The chemical file should list the most common synonyms for the chemical name, as well as a variety of identification numbers and ratings. The latter include the CAS number, the four-digit UN/NA (United Nations/North America) number used by the U.S. Department of Transportation, and the seven-digit STCC (Standard Transportation Commodity Code) number, which always starts with the two digits 49. Others to list are the National Institute for Occupational Safety and Health’s RTECS (Registry of Toxic Effects of Chemical Substances) number; the U.S. Coast Guard’s CHRIS (Chemical Hazard Response Information System) number; and the IMO (International Maritime Organization) number.

The DOT hazard class is the one that federal agency assigns for the material’s greatest hazard in transportation. The National Fire Protection Association 704 Hazard Rating appears in a diamondshaped design divided into four quadrants. The left quadrant (colored blue) represents the health hazard, the top quadrant (red) represents the flammability hazard, and the right quadrant (yellow) represents the reactivity hazard. The bottom quadrant (white) indicates if the substance is an oxidizer or is water-reactive or radioactive.

“Delivery by” means the method (truck, rail, pipeline). There’s no requirement in SARA about getting delivery information, but you should ask the facilities involved for it and incorporate it into the overall community emergency plan so the routes used by the deliverers can be identified.
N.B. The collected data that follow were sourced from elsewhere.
//! kubetrail-ingest — turns watch records into table rows.
//!
//! # Architecture
//!
//! ```text
//!   mpsc::Receiver<WatchRecord>
//!              │
//!              ▼
//!        IngestRunner ── extract metadata / involved object
//!              │
//!              ├─► event counts     (delta engine, Events only)
//!              ├─► watch activity   (non-Events)
//!              ├─► watch            (Node heartbeat dedupe)
//!              ├─► resource summary (non-Events)
//!              └─► relationships    (Pods)
//! ```
//!
//! Each stage runs in its own write transaction. A failing stage is logged
//! and counted in [`IngestStats`]; the remaining stages still run.

pub mod activity;
pub mod error;
pub mod eventcount;
pub mod runner;
pub mod stats;
pub mod summary;
pub mod watch;

pub use error::{IngestError, IngestResult};
pub use eventcount::{
    EventDelta, clamp_delta_end, compute_delta, distribute_value, spread_by_minute, truncate_delta,
    truncation_point, update_event_counts,
};
pub use runner::{IngestOptions, IngestRunner, Stage};
pub use stats::{IngestSnapshot, IngestStats};
//! kubetrail-store — partitioned history store for Kubernetes watch data.
//!
//! Backed by [redb](https://docs.rs/redb). Every row lives under a key of the
//! form `/<table>/<partition>/<kind>/<namespace>/<name>/<uid-or-nanoTs>`;
//! the partition segment makes each hour or day of data a contiguous key
//! range, which is what range reads seek over and what retention deletes.
//!
//! # Architecture
//!
//! ```text
//!   PartitionClock ──► key codecs (WatchKey, ResourceSummaryKey, ...)
//!         │                     │
//!         ▼                     ▼
//!   Table<K, V>  ── get / set / range_read / previous_key
//!         │
//!         ▼
//!   Tables ── Store (Arc<redb::Database>, one `rows` table)
//! ```
//!
//! Values are JSON-serialized into redb's `&[u8]` value column. `Store` and
//! `Tables` are `Clone` + `Send` + `Sync` and can be shared across async
//! tasks.

pub mod error;
pub mod keys;
pub mod partition;
pub mod stats;
pub mod store;
pub mod table;
pub mod tables;
pub mod types;

pub use error::{StoreError, StoreResult};
pub use keys::{
    AnyKey, EventCountKey, RelationshipKey, ResourceSummaryKey, TableKey, TableKind,
    WatchActivityKey, WatchKey,
};
pub use partition::{Granularity, PartitionClock};
pub use stats::RangeReadStats;
pub use store::{PartitionInfo, ReadRows, RowSource, Rows, Store};
pub use table::Table;
pub use tables::Tables;
pub use types::*;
The average volume on the premises comes from the information provided by the facility.

It’s clear from looking at these forms that SARA isn’t complicated. It’s the actions of each of the agencies involved that have produced the complications, misinformation, and myths surrounding the law.

The fire service’s job under SARA is simple: Request this information from the covered facilities in your district, politely specifying whether you prefer MSDSs or lists of chemicals. When the time comes for Tier I reporting, go over the material carefully to decide for which chemicals you’ll want Tier II information—those about which you have little information and those which are particularly hazardous. Make the Tier II request politely, also.
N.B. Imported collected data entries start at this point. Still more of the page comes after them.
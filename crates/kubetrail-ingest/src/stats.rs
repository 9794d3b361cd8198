//! Ingestion counters.
//!
//! Lock-free atomics shared between the runner and whoever reports on it.

use std::sync::atomic::{AtomicU64, Ordering};

use serde::Serialize;

#[derive(Debug, Default)]
pub struct IngestStats {
    records_received: AtomicU64,
    records_rejected: AtomicU64,
    stages_run: AtomicU64,
    stage_failures: AtomicU64,
    event_buckets_written: AtomicU64,
    node_updates_skipped: AtomicU64,
}

/// Point-in-time copy of [`IngestStats`].
#[derive(Debug, Clone, Copy, Default, PartialEq, Eq, Serialize)]
pub struct IngestSnapshot {
    pub records_received: u64,
    /// Records whose payload could not be parsed at all.
    pub records_rejected: u64,
    /// Stage transactions opened; stages that do not apply to a kind are skipped.
    pub stages_run: u64,
    pub stage_failures: u64,
    pub event_buckets_written: u64,
    pub node_updates_skipped: u64,
}

impl IngestStats {
    pub(crate) fn record_received(&self) {
        self.records_received.fetch_add(1, Ordering::Relaxed);
    }

    pub(crate) fn record_rejected(&self) {
        self.records_rejected.fetch_add(1, Ordering::Relaxed);
    }

    pub(crate) fn stage_run(&self) {
        self.stages_run.fetch_add(1, Ordering::Relaxed);
    }

    pub(crate) fn stage_failed(&self) {
        self.stage_failures.fetch_add(1, Ordering::Relaxed);
    }

    pub(crate) fn buckets_written(&self, count: usize) {
        self.event_buckets_written
            .fetch_add(count as u64, Ordering::Relaxed);
    }

    pub(crate) fn node_update_skipped(&self) {
        self.node_updates_skipped.fetch_add(1, Ordering::Relaxed);
    }

    pub fn snapshot(&self) -> IngestSnapshot {
        IngestSnapshot {
            records_received: self.records_received.load(Ordering::Relaxed),
            records_rejected: self.records_rejected.load(Ordering::Relaxed),
            stages_run: self.stages_run.load(Ordering::Relaxed),
            stage_failures: self.stage_failures.load(Ordering::Relaxed),
            event_buckets_written: self.event_buckets_written.load(Ordering::Relaxed),
            node_updates_skipped: self.node_updates_skipped.load(Ordering::Relaxed),
        }
    }
}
Once you have the information, begin to organize it in the two files I’ve suggested or in whatever other system you have appropriate to the task. As you coordinate the information in the two files with your master preincident planning file, a pattern should develop that will enable you to make meaningful input into the SARA-required community emergency evacuation plan.
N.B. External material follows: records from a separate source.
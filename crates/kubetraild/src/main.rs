//! kubetraild — the kubetrail daemon.
//!
//! Single binary that assembles the history store:
//! - Store (redb, hour or day partitions)
//! - Ingestion runner fed with NDJSON watch records on stdin
//! - Retention loop
//!
//! # Usage
//!
//! ```text
//! kube-watch-dump | kubetraild run --config /etc/kubetrail/kubetraild.toml
//! kubetraild inspect --config /etc/kubetrail/kubetraild.toml
//! kubetraild purge --config /etc/kubetrail/kubetraild.toml --prefix /watch/001547546400
//! ```

mod config;

use std::collections::BTreeMap;
use std::path::{Path, PathBuf};

use anyhow::Context;
use clap::{Parser, Subcommand};
use kubetrail_ingest::IngestRunner;
use kubetrail_retention::RetentionManager;
use kubetrail_store::{Store, Tables, WatchRecord};
use tokio::io::{AsyncBufReadExt, BufReader};
use tokio::sync::{mpsc, watch};
use tracing::{info, warn};

use crate::config::TrailConfig;

#[derive(Parser)]
#[command(name = "kubetraild", about = "kubetrail history daemon")]
struct Cli {
    /// Emit logs as JSON lines.
    #[arg(long, global = true)]
    log_json: bool,

    #[command(subcommand)]
    command: Command,
}

#[derive(Subcommand)]
enum Command {
    /// Ingest NDJSON watch records from stdin until EOF or Ctrl-C.
    Run {
        /// Path to kubetraild.toml. Defaults apply when omitted.
        #[arg(long)]
        config: Option<PathBuf>,
    },
    /// Print table names, partition bounds, footprint, watch rows per kind
    /// and the key histogram.
    Inspect {
        #[arg(long)]
        config: Option<PathBuf>,
    },
    /// Delete every key under a prefix in batches.
    Purge {
        #[arg(long)]
        config: Option<PathBuf>,

        /// Key prefix, e.g. `/watch/001547546400`.
        #[arg(long)]
        prefix: String,
    },
}

#[tokio::main]
async fn main() -> anyhow::Result<()> {
    let cli = Cli::parse();

    let filter = tracing_subscriber::EnvFilter::try_from_default_env()
        .unwrap_or_else(|_| tracing_subscriber::EnvFilter::new("info,kubetrail=debug"));
    if cli.log_json {
        tracing_subscriber::fmt().json().with_env_filter(filter).init();
    } else {
        tracing_subscriber::fmt().with_env_filter(filter).init();
    }

    match cli.command {
        Command::Run { config } => run(&TrailConfig::load(config.as_deref())?).await,
        Command::Inspect { config } => inspect(&TrailConfig::load(config.as_deref())?),
        Command::Purge { config, prefix } => {
            purge(&TrailConfig::load(config.as_deref())?, &prefix)
        }
    }
}

fn open_tables(config: &TrailConfig) -> anyhow::Result<Tables> {
    std::fs::create_dir_all(&config.store.data_dir).with_context(|| {
        format!("creating data dir {}", config.store.data_dir.display())
    })?;
    let db_path = config.db_path();
    let store = Store::open(&db_path, config.store.partition)?;
    info!(path = ?db_path, partition = %config.store.partition, "store opened");
    Ok(Tables::new(store))
}

async fn run(config: &TrailConfig) -> anyhow::Result<()> {
    info!("kubetrail daemon starting");
    let tables = open_tables(config)?;

    // ── Start background tasks ─────────────────────────────────

    let (records_tx, records_rx) = mpsc::channel(config.ingest.channel_capacity.max(1));
    let runner = IngestRunner::new(tables.clone(), config.ingest_options());
    let ingest_stats = runner.stats();
    let ingest_handle = runner.spawn(records_rx);

    let (shutdown_tx, shutdown_rx) = watch::channel(false);
    let retention = RetentionManager::new(tables.clone(), config.retention()?);
    let retention_stats = retention.stats();
    let retention_handle = retention.spawn(shutdown_rx);

    // ── Feed stdin ─────────────────────────────────────────────

    let mut lines = BufReader::new(tokio::io::stdin()).lines();
    let mut line_no: u64 = 0;
    loop {
        let line = tokio::select! {
            line = lines.next_line() => line?,
            _ = tokio::signal::ctrl_c() => {
                info!("received ctrl-c, shutting down");
                break;
            }
        };
        let Some(line) = line else {
            info!("stdin closed");
            break;
        };
        line_no += 1;
        if line.trim().is_empty() {
            continue;
        }
        let record: WatchRecord = match serde_json::from_str(&line) {
            Ok(record) => record,
            Err(e) => {
                warn!(line = line_no, error = %e, "skipping malformed watch record");
                continue;
            }
        };
        if records_tx.send(record).await.is_err() {
            warn!("ingestion runner stopped early");
            break;
        }
    }

    // ── Shutdown ───────────────────────────────────────────────

    drop(records_tx);
    ingest_handle.await?;
    let _ = shutdown_tx.send(true);
    retention_handle.await?;

    info!(
        ingest = ?ingest_stats.snapshot(),
        retention = ?retention_stats.snapshot(),
        "kubetrail daemon stopped"
    );
    Ok(())
}

fn inspect(config: &TrailConfig) -> anyhow::Result<()> {
    let tables = open_tables(config)?;
    let store = tables.store();
    let bounds = tables.min_max_partition()?;

    let mut watch_kinds: BTreeMap<String, usize> = BTreeMap::new();
    if let Some((min, max)) = &bounds {
        let clock = tables.clock();
        let (found, stats) = store.view(|rows| {
            tables.watch().range_read(
                rows,
                None,
                |_| true,
                |_| true,
                clock.partition_start(min)?,
                clock.partition_start(max)?,
            )
        })?;
        stats.log("inspect");
        for key in found.keys() {
            *watch_kinds.entry(key.kind.clone()).or_default() += 1;
        }
    }

    let report = serde_json::json!({
        "path": store.path().map(Path::to_path_buf),
        "partition": config.store.partition,
        "tables": tables.table_names(),
        "min_partition": bounds.as_ref().map(|(min, _)| min),
        "max_partition": bounds.as_ref().map(|(_, max)| max),
        "footprint_bytes": store.footprint_bytes()?,
        "watch_rows_by_kind": watch_kinds,
        "partitions": store.partition_histogram()?,
    });
    println!("{}", serde_json::to_string_pretty(&report)?);
    Ok(())
}

fn purge(config: &TrailConfig, prefix: &str) -> anyhow::Result<()> {
    anyhow::ensure!(prefix.starts_with('/'), "prefix must start with '/': {prefix:?}");
    let tables = open_tables(config)?;
    let removed = tables
        .store()
        .delete_prefix_batched(prefix, config.retention.deletion_batch_size)?;
    println!("removed {removed} keys under {prefix}");
    Ok(())
}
And a more important pattern will become apparent: a pattern of the need for education, training, and equipment. Through MSDSs and other reference materials, you’ll have all you need to know to prepare your department to respond to and mitigate a haz-mat incident safely.

Through the pattern of delivery methods, volumes, and frequency of shipments for each chemical, you can prepare your department to handle transportation incidents safely. The totals on each chemical can tell you what chemicals are coming into, being stored and used, or being manufactured in the greatest volumes. From that you can rank the chemicals by importance to your district.

Don’t feel that the burden of planning for all chemical emergencies rests on your fire department. That job clearly falls to the local emergency planning committee. Take an active role in the implementation of SARA, but don’t assume the work is all yours. Do what’s important to the fire department: Prepare to handle the information coming in, then use it for your safety and the safety of your community.